Esper CEO and co-founder Yadhu Gopalan is a 19-year Microsoft vet who led development of Windows CE and Windows Phone. Gopalan left Microsoft in 2013 for Amazon, where he built back-end technology for Amazon Go, FireOS, and AWS before launching Esper.

“I wanted to solve a problem that I kept solving at these big companies: how do we treat these smart edge devices more like servers?” Gopalan said.

Esper co-founder Shiv Sundar also worked at Microsoft on Windows Phone and left in 2012. Sundar then spent time at Quixey, Cyanogen, and Huawei, where he led global Android strategy.

(Esper Image)

Gopalan said Esper is a step above “MDM,” or traditional mobile device management tools sold by companies such as VMWare. “In a way we are the anti-MDM for these devices,” he said.

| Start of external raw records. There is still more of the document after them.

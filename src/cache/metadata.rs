//! Aggregate cache statistics, cleanup timestamp and version tag.
//!
//! The metadata document is derived data. It is rebuilt from a store scan
//! after every write, clear or cleanup, and only its `version` field is
//! ever acted upon.

use chrono::{DateTime, Utc};
use serde::{Deserialize, Serialize};
use tracing::warn;

use super::store::{FileStore, human_size};
use super::{CacheError, read_optional, write_atomic};

#[derive(Debug, Clone, PartialEq, Serialize, Deserialize)]
#[serde(rename_all = "camelCase")]
pub struct CacheMetadata {
    /// Bytes used by entry documents.
    pub total_size: u64,
    /// Number of entry documents.
    pub count: usize,
    pub last_cleanup: DateTime<Utc>,
    /// Application version that wrote the cache.
    #[serde(default)]
    pub version: String,
}

impl CacheMetadata {
    /// Metadata for an empty cache written by `version`.
    pub fn empty(version: &str) -> Self {
        Self {
            total_size: 0,
            count: 0,
            last_cleanup: Utc::now(),
            version: version.to_string(),
        }
    }

    pub fn human_size(&self) -> String {
        human_size(self.total_size)
    }
}

/// Reads and maintains `metadata.json` for one store.
pub struct MetadataService<'a> {
    store: &'a FileStore,
    /// Version of the running application, stamped when none is recorded.
    version: &'a str,
}

impl<'a> MetadataService<'a> {
    pub fn new(store: &'a FileStore, version: &'a str) -> Self {
        Self { store, version }
    }

    /// The persisted document, if present and readable.
    pub async fn load(&self) -> Option<CacheMetadata> {
        let path = self.store.metadata_path();
        match read_optional(&path).await {
            Ok(Some(bytes)) => match serde_json::from_slice(&bytes) {
                Ok(meta) => Some(meta),
                Err(e) => {
                    warn!(path = %path.display(), error = %e, "corrupt cache metadata");
                    None
                }
            },
            Ok(None) => None,
            Err(e) => {
                warn!(error = %e, "failed to read cache metadata");
                None
            }
        }
    }

    /// Rescan the store and persist fresh totals, keeping the recorded
    /// cleanup time and version.
    pub async fn recompute(&self) -> Result<CacheMetadata, CacheError> {
        let stats = self.store.stats().await?;
        let previous = self.load().await;
        let metadata = CacheMetadata {
            total_size: stats.total_bytes,
            count: stats.entries,
            last_cleanup: previous
                .as_ref()
                .map_or_else(Utc::now, |m| m.last_cleanup),
            version: previous
                .map(|m| m.version)
                .filter(|v| !v.is_empty())
                .unwrap_or_else(|| self.version.to_string()),
        };
        self.save(&metadata).await?;
        Ok(metadata)
    }

    /// Record a cleanup pass at `now` and refresh the totals.
    pub async fn mark_cleanup(&self, now: DateTime<Utc>) -> Result<CacheMetadata, CacheError> {
        let mut metadata = self.recompute().await?;
        metadata.last_cleanup = now;
        self.save(&metadata).await?;
        Ok(metadata)
    }

    /// Whether the cache was written by `current`.
    ///
    /// A missing or unreadable document counts as a mismatch: nothing
    /// vouches for the format of whatever is on disk.
    pub async fn check_version(&self, current: &str) -> bool {
        self.load().await.is_some_and(|m| m.version == current)
    }

    /// Record `version` as the writer of the cache.
    pub async fn stamp_version(&self, version: &str) -> Result<CacheMetadata, CacheError> {
        let mut metadata = self.recompute().await?;
        metadata.version = version.to_string();
        self.save(&metadata).await?;
        Ok(metadata)
    }

    async fn save(&self, metadata: &CacheMetadata) -> Result<(), CacheError> {
        let content = serde_json::to_vec_pretty(metadata).map_err(|e| CacheError::Serialize {
            what: "cache metadata",
            source: e,
        })?;
        write_atomic(&self.store.metadata_path(), &content).await
    }
}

The company has about 30 employees at offices in Bellevue, Wash., the Bay Area, and India. Existing seed investors including Root Ventures, Ubiquity Ventures, Haystack Ventures, and Pathbreaker Ventures also participated in the Series A round. Total funding to date is $10.5 million.

“Deploying, monitoring and maintaining remote devices is a huge issue in the enterprise — everything from the bespoke point of sale tablets to exercise equipment run on Android,” Terry Myerson, venture partner at Madrona Venture Group, said in a statement. “And there is currently no system to easily develop, update or even know when devices are malfunctioning.”

Myerson, previously an executive vice president at Microsoft within the Windows and Devices Group, worked alongside both Gopalan and Sundar at the Redmond, Wash. tech giant. Myerson is now a board observer for Esper; Madrona Managing Director Tim Porter is a board member.